## Activity
The answer must consist of every line in the records that contains the word "model".

Stored items:
• • • • •

// Excel decoding (first sheet) and styled report export

use std::path::Path;

use calamine::{open_workbook_auto, Data, Reader, Sheets};
use chrono::NaiveDate;
use rust_xlsxwriter::{Color, Format, FormatBorder, Workbook, Worksheet};

use leavesync_recon::cell::{serial_epoch, serial_to_datetime};
use leavesync_recon::model::{CorrectionEntry, EditGroup, Mismatch, SupplementaryEntry};
use leavesync_recon::{CellValue, Grid, ReconReport};

pub const MISMATCH_SHEET: &str = "Mismatches";
pub const EDITS_SHEET: &str = "Edits";

const MISMATCH_HEADERS: [&str; 7] = [
    "Date",
    "Employee",
    "DRMIS Code",
    "DRMIS Hours",
    "Oracle Code",
    "Oracle Hours",
    "Reason",
];

const EDIT_HEADERS: [&str; 9] = [
    "Employee",
    "Date",
    "Work Order",
    "Act. Code",
    "A/A Type",
    "Hours",
    "Reason",
    "Original Code",
    "Original Hours",
];

// ============================================================================
// Import
// ============================================================================

/// Decode the first sheet of a workbook (xlsx, xlsm, xls, xlsb, ods).
///
/// Leading empty rows and columns are kept so grid positions match the sheet.
pub fn read_first_sheet(path: &Path) -> Result<Grid, String> {
    let mut workbook: Sheets<_> = open_workbook_auto(path)
        .map_err(|e| format!("Failed to open Excel file: {}", e))?;

    let Some(sheet_name) = workbook.sheet_names().first().cloned() else {
        return Err("Excel file contains no sheets".to_string());
    };

    let range = workbook
        .worksheet_range(&sheet_name)
        .map_err(|e| format!("Failed to read sheet '{}': {}", sheet_name, e))?;

    let (start_row, start_col) = range.start().unwrap_or((0, 0));
    let mut grid: Grid = vec![Vec::new(); start_row as usize];
    for row in range.rows() {
        let mut cells = vec![CellValue::Empty; start_col as usize];
        cells.extend(row.iter().map(convert_cell));
        grid.push(cells);
    }

    log::debug!(
        "{}: sheet '{}', {} row(s)",
        path.display(),
        sheet_name,
        grid.len()
    );
    Ok(grid)
}

fn convert_cell(cell: &Data) -> CellValue {
    match cell {
        Data::Empty => CellValue::Empty,
        Data::String(s) if s.trim().is_empty() => CellValue::Empty,
        Data::String(s) => CellValue::Text(s.clone()),
        Data::Float(n) => CellValue::Number(*n),
        Data::Int(n) => CellValue::Number(*n as f64),
        Data::Bool(b) => CellValue::Bool(*b),
        // Error cells (#N/A, #REF!) carry nothing usable
        Data::Error(_) => CellValue::Empty,
        Data::DateTime(dt) => {
            let serial = dt.as_f64();
            serial_to_datetime(serial)
                .map(CellValue::DateTime)
                .unwrap_or(CellValue::Number(serial))
        }
        Data::DateTimeIso(s) | Data::DurationIso(s) => CellValue::Text(s.clone()),
    }
}

// ============================================================================
// Export
// ============================================================================

/// Counts from a report export.
#[derive(Debug, Default, Clone, PartialEq)]
pub struct ExportResult {
    pub mismatch_rows: usize,
    pub data_rows: usize,
    pub supplementary_rows: usize,
    pub total_rows: usize,
}

impl ExportResult {
    pub fn summary(&self) -> String {
        format!(
            "{} mismatch(es), {} edit(s), {} work-order row(s)",
            self.mismatch_rows, self.data_rows, self.supplementary_rows
        )
    }
}

struct Styles {
    header: Format,
    date: Format,
    hours: Format,
    supplementary: Format,
    supplementary_hours: Format,
    total: Format,
    total_hours: Format,
}

impl Styles {
    fn new() -> Self {
        let header = Format::new()
            .set_bold()
            .set_background_color(Color::RGB(0xD9E1F2))
            .set_border_bottom(FormatBorder::Thin);
        let supplementary = Format::new().set_font_color(Color::RGB(0x595959));
        let total = Format::new().set_bold().set_border_top(FormatBorder::Thin);
        Self {
            date: Format::new().set_num_format("yyyy-mm-dd"),
            hours: Format::new().set_num_format("0.00"),
            supplementary_hours: supplementary.clone().set_num_format("0.00"),
            total_hours: total.clone().set_num_format("0.00"),
            header,
            supplementary,
            total,
        }
    }
}

/// Spreadsheet serial for a calendar date (1900 date system).
pub fn date_to_serial(date: NaiveDate) -> f64 {
    (date - serial_epoch()).num_days() as f64
}

/// Write the report as a two-sheet workbook: mismatches and edit groups.
pub fn export_report(report: &ReconReport, path: &Path) -> Result<ExportResult, String> {
    let styles = Styles::new();
    let mut result = ExportResult::default();
    let mut workbook = Workbook::new();

    {
        let sheet = workbook
            .add_worksheet()
            .set_name(MISMATCH_SHEET)
            .map_err(|e| format!("Failed to create sheet '{}': {}", MISMATCH_SHEET, e))?;
        write_headers(sheet, &MISMATCH_HEADERS, &styles)?;
        for (idx, m) in report.mismatches.iter().enumerate() {
            write_mismatch(sheet, idx as u32 + 1, m, &styles)?;
            result.mismatch_rows += 1;
        }
    }

    {
        let sheet = workbook
            .add_worksheet()
            .set_name(EDITS_SHEET)
            .map_err(|e| format!("Failed to create sheet '{}': {}", EDITS_SHEET, e))?;
        write_headers(sheet, &EDIT_HEADERS, &styles)?;
        let mut row = 1u32;
        for group in &report.groups {
            row = write_group(sheet, row, group, &styles, &mut result)?;
        }
    }

    workbook
        .save(path)
        .map_err(|e| format!("Failed to save XLSX file: {}", e))?;

    log::info!("wrote {}: {}", path.display(), result.summary());
    Ok(result)
}

fn xlsx_err(e: rust_xlsxwriter::XlsxError) -> String {
    format!("Failed to write cell: {}", e)
}

fn write_headers(sheet: &mut Worksheet, headers: &[&str], styles: &Styles) -> Result<(), String> {
    for (col, title) in headers.iter().enumerate() {
        sheet
            .write_string_with_format(0, col as u16, *title, &styles.header)
            .map_err(xlsx_err)?;
        let width = (title.len() as f64 + 4.0).max(12.0);
        sheet.set_column_width(col as u16, width).map_err(xlsx_err)?;
    }
    sheet
        .set_freeze_panes(1, 0)
        .map_err(|e| format!("Failed to set freeze panes: {}", e))?;
    Ok(())
}

fn write_mismatch(sheet: &mut Worksheet, row: u32, m: &Mismatch, styles: &Styles) -> Result<(), String> {
    let reason = leavesync_recon::edits::discrepancy_reason(m);
    sheet
        .write_number_with_format(row, 0, date_to_serial(m.date), &styles.date)
        .map_err(xlsx_err)?;
    sheet.write_string(row, 1, &m.employee_id).map_err(xlsx_err)?;
    sheet.write_string(row, 2, &m.drmis_code).map_err(xlsx_err)?;
    sheet
        .write_number_with_format(row, 3, m.drmis_hours, &styles.hours)
        .map_err(xlsx_err)?;
    sheet.write_string(row, 4, &m.oracle_code).map_err(xlsx_err)?;
    sheet
        .write_number_with_format(row, 5, m.oracle_hours, &styles.hours)
        .map_err(xlsx_err)?;
    sheet.write_string(row, 6, &reason).map_err(xlsx_err)?;
    Ok(())
}

fn write_data_row(sheet: &mut Worksheet, row: u32, e: &CorrectionEntry, styles: &Styles) -> Result<(), String> {
    sheet.write_string(row, 0, &e.employee_id).map_err(xlsx_err)?;
    sheet
        .write_number_with_format(row, 1, date_to_serial(e.date), &styles.date)
        .map_err(xlsx_err)?;
    sheet.write_string(row, 2, &e.work_order).map_err(xlsx_err)?;
    sheet.write_string(row, 3, &e.act_code).map_err(xlsx_err)?;
    sheet.write_string(row, 4, &e.target_code).map_err(xlsx_err)?;
    sheet
        .write_number_with_format(row, 5, e.hours, &styles.hours)
        .map_err(xlsx_err)?;
    sheet.write_string(row, 6, &e.discrepancy_reason).map_err(xlsx_err)?;
    sheet.write_string(row, 7, &e.original_drmis_code).map_err(xlsx_err)?;
    sheet
        .write_number_with_format(row, 8, e.original_drmis_hours, &styles.hours)
        .map_err(xlsx_err)?;
    Ok(())
}

fn write_supplementary(
    sheet: &mut Worksheet,
    row: u32,
    s: &SupplementaryEntry,
    styles: &Styles,
) -> Result<(), String> {
    let fmt = &styles.supplementary;
    sheet.write_string_with_format(row, 0, &s.employee_id, fmt).map_err(xlsx_err)?;
    sheet
        .write_number_with_format(row, 1, date_to_serial(s.date), &styles.date)
        .map_err(xlsx_err)?;
    sheet.write_string_with_format(row, 2, &s.work_order, fmt).map_err(xlsx_err)?;
    sheet.write_string_with_format(row, 3, &s.act_code, fmt).map_err(xlsx_err)?;
    sheet.write_string_with_format(row, 4, &s.code, fmt).map_err(xlsx_err)?;
    sheet
        .write_number_with_format(row, 5, s.hours, &styles.supplementary_hours)
        .map_err(xlsx_err)?;
    Ok(())
}

/// Data row, supplementary rows, bold total. Returns the next free row.
fn write_group(
    sheet: &mut Worksheet,
    start: u32,
    group: &EditGroup,
    styles: &Styles,
    result: &mut ExportResult,
) -> Result<u32, String> {
    let mut row = start;
    write_data_row(sheet, row, &group.data_row, styles)?;
    result.data_rows += 1;
    row += 1;

    for sup in &group.supplementary {
        write_supplementary(sheet, row, sup, styles)?;
        result.supplementary_rows += 1;
        row += 1;
    }

    sheet
        .write_string_with_format(row, 0, &group.total.label, &styles.total)
        .map_err(xlsx_err)?;
    sheet
        .write_number_with_format(row, 5, group.total_hours(), &styles.total_hours)
        .map_err(xlsx_err)?;
    sheet
        .write_string_with_format(row, 7, "Oracle", &styles.total)
        .map_err(xlsx_err)?;
    sheet
        .write_number_with_format(row, 8, group.total.seed_hours, &styles.total_hours)
        .map_err(xlsx_err)?;
    result.total_rows += 1;

    // Blank spacer row between groups
    Ok(row + 2)
}

#[cfg(test)]
mod tests {
    use super::*;
    use leavesync_recon::model::{ReconMeta, ReconSummary, TotalRow};

    fn ymd(y: i32, m: u32, d: u32) -> NaiveDate {
        NaiveDate::from_ymd_opt(y, m, d).unwrap()
    }

    fn sample_report() -> ReconReport {
        let date = ymd(2025, 4, 28);
        let mismatch = Mismatch {
            id: 0,
            date,
            employee_id: "12345".into(),
            drmis_hours: 4.25,
            drmis_code: "1110".into(),
            oracle_hours: 0.0,
            oracle_code: String::new(),
            included: true,
        };
        let group = EditGroup {
            mismatch_id: 0,
            data_row: leavesync_recon::edits::correction_for(&mismatch),
            supplementary: vec![SupplementaryEntry {
                employee_id: "12345".into(),
                date,
                work_order: "WO-100".into(),
                act_code: "0010".into(),
                code: String::new(),
                hours: 4.25,
            }],
            total: TotalRow {
                label: "Total".into(),
                seed_hours: 0.0,
            },
        };
        ReconReport {
            meta: ReconMeta {
                config_name: "test".into(),
                employee_id: "12345".into(),
                engine_version: "0.0.0".into(),
                run_at: String::new(),
                allow_list_codes: None,
            },
            summary: ReconSummary::default(),
            mismatches: vec![mismatch],
            groups: vec![group],
        }
    }

    #[test]
    fn test_date_to_serial_known_values() {
        assert_eq!(date_to_serial(ymd(1899, 12, 31)), 1.0);
        assert_eq!(date_to_serial(ymd(2000, 1, 1)), 36526.0);
        assert_eq!(date_to_serial(ymd(2024, 1, 1)), 45292.0);
        assert_eq!(date_to_serial(ymd(2025, 4, 28)), 45775.0);
    }

    #[test]
    fn test_export_report_sheets() {
        let temp_dir = tempfile::tempdir().unwrap();
        let path = temp_dir.path().join("edits.xlsx");

        let result = export_report(&sample_report(), &path).unwrap();
        assert_eq!(result.mismatch_rows, 1);
        assert_eq!(result.data_rows, 1);
        assert_eq!(result.supplementary_rows, 1);
        assert_eq!(result.total_rows, 1);

        let mut workbook: Sheets<_> = open_workbook_auto(&path).unwrap();
        assert_eq!(workbook.sheet_names(), vec![MISMATCH_SHEET.to_string(), EDITS_SHEET.to_string()]);

        let edits = workbook.worksheet_range(EDITS_SHEET).unwrap();
        assert_eq!(edits.get_value((0, 0)), Some(&Data::String("Employee".into())));
        assert_eq!(edits.get_value((1, 4)), Some(&Data::String("1110".into())));
        assert_eq!(edits.get_value((2, 2)), Some(&Data::String("WO-100".into())));
        assert_eq!(edits.get_value((3, 0)), Some(&Data::String("Total".into())));
        assert_eq!(edits.get_value((3, 5)), Some(&Data::Float(4.25)));
    }

    #[test]
    fn test_read_first_sheet_roundtrip() {
        let temp_dir = tempfile::tempdir().unwrap();
        let path = temp_dir.path().join("drmis.xlsx");

        let mut workbook = Workbook::new();
        let sheet = workbook.add_worksheet();
        sheet.write_string(2, 1, "Pers.No.").unwrap();
        sheet.write_string(2, 2, "Hours").unwrap();
        sheet.write_number(3, 1, 12345.0).unwrap();
        sheet.write_number(3, 2, 7.5).unwrap();
        sheet.write_boolean(4, 1, true).unwrap();
        workbook.save(&path).unwrap();

        let grid = read_first_sheet(&path).unwrap();
        assert_eq!(grid.len(), 5);
        assert!(grid[0].is_empty());
        assert_eq!(grid[2][0], CellValue::Empty);
        assert_eq!(grid[2][1], CellValue::Text("Pers.No.".into()));
        assert_eq!(grid[3][1], CellValue::Number(12345.0));
        assert_eq!(grid[3][2], CellValue::Number(7.5));
        assert_eq!(grid[4][1], CellValue::Bool(true));
    }

    #[test]
    fn test_missing_workbook_is_an_error() {
        let err = read_first_sheet(Path::new("/nonexistent/oracle.xlsx")).unwrap_err();
        assert!(err.starts_with("Failed to open Excel file"));
    }
}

• • • • •

## Result for this exercise
use leavesync_recon::model::{CorrectionEntry, EditGroup, Mismatch, SupplementaryEntry};
    use leavesync_recon::model::{ReconMeta, ReconSummary, TotalRow};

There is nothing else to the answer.